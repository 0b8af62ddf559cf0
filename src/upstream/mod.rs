//! Upstream bridge: session, correlation, translation and transports.
//!
//! This module handles:
//! - Opening and keeping a session with the upstream execution endpoint
//! - Translating local tool calls into wire envelopes
//! - Correlating asynchronous responses back to their callers
//! - Persistent (SSE) and one-shot (HTTP POST) transports
//!
//! The dispatch table (`crate::dispatch`) is the only consumer.

pub mod correlator;
pub mod session;
pub mod sse;
pub mod translator;
pub mod transport;
pub mod types;

#[cfg(test)]
pub(crate) mod fake;
#[cfg(test)]
pub(crate) mod stub;

// Re-exports for convenience
pub use correlator::{Correlator, PendingCall};
pub use session::{SessionMode, SessionOptions, SessionState, UpstreamSession};
pub use sse::SseTransport;
pub use translator::translate;
pub use transport::{HttpTransport, Transport};
pub use types::{RawPayload, ToolCall, WireRequest};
■ ■ ■ ■ ■
**YOUR INSTRUCTIONS**: Filter the records, keeping only lines that contain "crate", and show those lines.

**TASK OUTPUT**:
//! The dispatch table (`crate::dispatch`) is the only consumer.
pub(crate) mod fake;
pub(crate) mod stub;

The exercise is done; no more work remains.